Nintedanib is an anti-fibrotic medication endowed with a multi-kinase inhibitor profile and approved for the treatment of Idiopathic Pulmonary Fibrosis (IPF). Nintedanib is believed to inhibit mainly Vascular Endothelial Growth Factor (VEGF), Platelet-Derived Growth Factor (PDGF), and Fibroblast Growth Factor (FGF) receptor kinases. The main objective was to identify potential tissue and/or circulating biomarkers to demonstrate Nintedanib's target engagement and support its in vivo pharmacodynamic activity, consistent with its proposed mechanism(s) of action.
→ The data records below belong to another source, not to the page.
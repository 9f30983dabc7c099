//! MNIST loaders (CSV and gzipped IDX) producing normalized samples.
use crate::element::Element;
use crate::matrix::Matrix;
use anyhow::{anyhow, Context, Result};
use byteorder::{BigEndian, ReadBytesExt};
use csv::ReaderBuilder;
use flate2::read::GzDecoder;
use std::fs::File;
use std::io::{Cursor, Read};
use std::path::Path;
use tracing::{info, warn};

pub const MNIST_INPUTS: usize = 28 * 28;
pub const MNIST_OUTPUTS: usize = 10;

/// Target value for the inactive classes.
pub const TARGET_LOW: f64 = 0.001;
/// Target value for the active class.
pub const TARGET_HIGH: f64 = 0.999;

/// One training example: input and target column vectors plus the class label.
#[derive(Debug, Clone)]
pub struct Sample<F: Element = f64> {
    pub input: Matrix<F>,
    pub target: Matrix<F>,
    pub label: usize,
}

impl<F: Element> Sample<F> {
    /// Pairs `input` with the target vector for `label` out of `classes`.
    pub fn new(input: Matrix<F>, label: usize, classes: usize) -> Result<Self> {
        Ok(Self {
            input,
            target: target_vector(label, classes)?,
            label,
        })
    }
}

/// Maps a pixel byte into `[0.01, 1.0]`, keeping inputs off zero.
pub fn normalize_pixel<F: Element>(pixel: u8) -> F {
    F::of(pixel as f64 / 255.0 * 0.99 + 0.01)
}

/// One-hot-like target: `TARGET_HIGH` at `label`, `TARGET_LOW` elsewhere.
pub fn target_vector<F: Element>(label: usize, classes: usize) -> Result<Matrix<F>> {
    if label >= classes {
        return Err(anyhow!("label {} outside {} classes", label, classes));
    }
    let mut t = Matrix::filled(classes, 1, F::of(TARGET_LOW))?;
    t.set(label, 0, F::of(TARGET_HIGH))?;
    Ok(t)
}

fn pixels_to_input<F: Element>(pixels: &[u8]) -> Result<Matrix<F>> {
    let values: Vec<F> = pixels.iter().map(|&p| normalize_pixel(p)).collect();
    Ok(Matrix::column(&values)?)
}

/// Load MNIST from CSV rows of `label,p0,...,p783` (no header).
/// Malformed rows are skipped with a warning.
pub fn load_mnist_csv<F: Element>(path: impl AsRef<Path>) -> Result<Vec<Sample<F>>> {
    let path = path.as_ref();
    let file = File::open(path).with_context(|| format!("Failed to open {}", path.display()))?;
    let mut rdr = ReaderBuilder::new()
        .has_headers(false)
        .flexible(true)
        .from_reader(file);
    let mut samples = Vec::new();
    let mut skipped = 0usize;

    for (line, result) in rdr.records().enumerate() {
        let record = result.with_context(|| format!("CSV parse error at row {}", line + 1))?;
        if record.len() != MNIST_INPUTS + 1 {
            warn!(row = line + 1, fields = record.len(), "skipping row with wrong field count");
            skipped += 1;
            continue;
        }
        let parsed: std::result::Result<Vec<u8>, _> =
            record.iter().map(|s| s.trim().parse::<u8>()).collect();
        let Ok(values) = parsed else {
            warn!(row = line + 1, "skipping row with non-numeric field");
            skipped += 1;
            continue;
        };
        let label = values[0] as usize;
        if label >= MNIST_OUTPUTS {
            warn!(row = line + 1, label, "skipping row with out-of-range label");
            skipped += 1;
            continue;
        }
        let input = pixels_to_input(&values[1..])?;
        samples.push(Sample::new(input, label, MNIST_OUTPUTS)?);
    }
    if samples.is_empty() {
        return Err(anyhow!("No MNIST samples loaded from {}", path.display()));
    }
    info!(path = %path.display(), samples = samples.len(), skipped, "loaded MNIST CSV");
    Ok(samples)
}

/// Decoded IDX file
#[derive(Debug)]
struct IdxData {
    sizes: Vec<usize>,
    data: Vec<u8>,
}

impl IdxData {
    fn parse(contents: &[u8]) -> Result<Self> {
        let mut r = Cursor::new(contents);
        let magic = r.read_i32::<BigEndian>().context("Read magic")?;
        let dims = match magic {
            2049 => 1,
            2051 => 3,
            _ => return Err(anyhow!("Invalid magic: {}", magic)),
        };
        let mut sizes = Vec::with_capacity(dims);
        for _ in 0..dims {
            let d = r.read_i32::<BigEndian>().context("Read dimension")?;
            sizes.push(usize::try_from(d).map_err(|_| anyhow!("Negative dimension {}", d))?);
        }
        let expected = sizes
            .iter()
            .try_fold(1usize, |acc, &d| acc.checked_mul(d))
            .ok_or_else(|| anyhow!("IDX dimensions overflow: {:?}", sizes))?;
        let mut data = Vec::new();
        r.read_to_end(&mut data).context("Read data")?;
        if data.len() < expected {
            return Err(anyhow!("IDX payload has {} bytes, expected {}", data.len(), expected));
        }
        Ok(Self { sizes, data })
    }

    fn open(path: &Path) -> Result<Self> {
        let file = File::open(path).with_context(|| format!("Failed to open {}", path.display()))?;
        let mut gz = GzDecoder::new(file);
        let mut contents = Vec::new();
        gz.read_to_end(&mut contents)
            .with_context(|| format!("Gzip read error in {}", path.display()))?;
        Self::parse(&contents)
    }
}

/// Load MNIST from a gzipped IDX image/label pair, e.g.
/// `train-images-idx3-ubyte.gz` and `train-labels-idx1-ubyte.gz`.
pub fn load_mnist_idx<F: Element>(
    images: impl AsRef<Path>,
    labels: impl AsRef<Path>,
) -> Result<Vec<Sample<F>>> {
    let image_data = IdxData::open(images.as_ref())?;
    let label_data = IdxData::open(labels.as_ref())?;
    if image_data.sizes.len() != 3 || label_data.sizes.len() != 1 {
        return Err(anyhow!("Expected an idx3 image file and an idx1 label file"));
    }
    let image_size = image_data.sizes[1]
        .checked_mul(image_data.sizes[2])
        .ok_or_else(|| anyhow!("IDX dimensions overflow"))?;
    if image_size != MNIST_INPUTS {
        return Err(anyhow!("Expected 28x28 images, got {} pixels", image_size));
    }
    let count = label_data.sizes[0].min(image_data.sizes[0]);
    let mut samples = Vec::with_capacity(count);
    let mut skipped = 0usize;
    let images = image_data.data.chunks_exact(image_size).take(count);
    for (i, (pixels, &label)) in images.zip(&label_data.data).enumerate() {
        let label = label as usize;
        if label >= MNIST_OUTPUTS {
            warn!(item = i, label, "skipping image with out-of-range label");
            skipped += 1;
            continue;
        }
        samples.push(Sample::new(pixels_to_input(pixels)?, label, MNIST_OUTPUTS)?);
    }
    if samples.is_empty() {
        return Err(anyhow!("No MNIST data loaded"));
    }
    info!(samples = samples.len(), skipped, "loaded MNIST IDX");
    Ok(samples)
}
In four independent experiments of bleomycin (BLM)-induced lung fibrosis model in rats, animals received Nintedanib (oral, 100 mg/kg/day) from day 7 post-BLM for 3 weeks. As expected, Nintedanib significantly reduced lung weight, the levels of lung fibrotic markers, and fibrotic areas. Moreover, Nintedanib-treated animals expressed lower levels of FGF2 in lung homogenates and higher plasma and lung levels of VEGF (≥3-fold, p < 0.05) compared to control animals. Lung proteomic analysis revealed the inhibition of receptor tyrosine kinases signaling in Nintedanib-treated animals. Circulating and lung levels of Nintedanib confirmed an optimal tissue distribution in the rat, consistent with the data reported for humans. Although VEGF ligand levels are elevated in the lungs of Nintedanib-treated animals, the VEGF signaling pathway remained functionally downregulated, strongly suggesting compensatory VEGF feedback delivery to its receptor blockade by Nintedanib. In summary, based on the present experimental findings in rats and supporting clinical preliminary evidence, increased VEGF levels can be reasonably considered an indicator of target engagement for Nintedanib and potentially for other VEGF modulators.